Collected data
⟨

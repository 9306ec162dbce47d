use anyhow::Context;
use clap::Parser;
use joblib::{AssetStore, Orchestrator};
use server::config::ServerConfig;
use tracing_subscriber::{layer::SubscriberExt, util::SubscriberInitExt};

#[tokio::main]
async fn main() -> anyhow::Result<()> {
    dotenvy::dotenv().ok();

    tracing_subscriber::registry()
        .with(
            tracing_subscriber::EnvFilter::try_from_default_env()
                .unwrap_or_else(|_| "server=info,joblib=info,tower_http=info".into()),
        )
        .with(tracing_subscriber::fmt::layer())
        .init();

    let config = ServerConfig::parse();
    serve(config).await
}

async fn serve(config: ServerConfig) -> anyhow::Result<()> {
    let store = AssetStore::open(&config.upload_dir, config.max_upload_bytes)
        .await
        .with_context(|| format!("cannot open upload dir {}", config.upload_dir.display()))?;
    tracing::info!(root = %store.root().display(), "asset store ready");

    let worker = config.worker();
    tracing::info!(
        program = %worker.program,
        args = ?worker.args,
        dir = %worker.working_dir.display(),
        "worker configured"
    );
    let orchestrator = Orchestrator::spawn(store, worker, config.registry_capacity);
    let app = server::router(orchestrator);

    let addr = config.addr();
    let listener = tokio::net::TcpListener::bind(addr)
        .await
        .with_context(|| format!("cannot bind {addr}"))?;
    tracing::info!(%addr, "listening");

    axum::serve(listener, app)
        .with_graceful_shutdown(shutdown_signal())
        .await
        .context("server error")?;

    tracing::info!("server stopped");
    Ok(())
}

/// Resolves on SIGINT or SIGTERM.
async fn shutdown_signal() {
    let ctrl_c = async {
        if let Err(err) = tokio::signal::ctrl_c().await {
            tracing::error!(error = %err, "cannot listen for ctrl-c");
            std::future::pending::<()>().await;
        }
    };

    #[cfg(unix)]
    let terminate = async {
        match tokio::signal::unix::signal(tokio::signal::unix::SignalKind::terminate()) {
            Ok(mut signal) => {
                signal.recv().await;
            }
            Err(err) => {
                tracing::error!(error = %err, "cannot listen for SIGTERM");
                std::future::pending::<()>().await;
            }
        }
    };

    #[cfg(not(unix))]
    let terminate = std::future::pending::<()>();

    tokio::select! {
        () = ctrl_c => tracing::info!("received ctrl-c, shutting down"),
        () = terminate => tracing::info!("received SIGTERM, shutting down"),
    }
}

⟩

• Work item
Search the data for the word "anyhow" and copy each line where it appears.

• Response area
use anyhow::Context;
async fn main() -> anyhow::Result<()> {
async fn serve(config: ServerConfig) -> anyhow::Result<()> {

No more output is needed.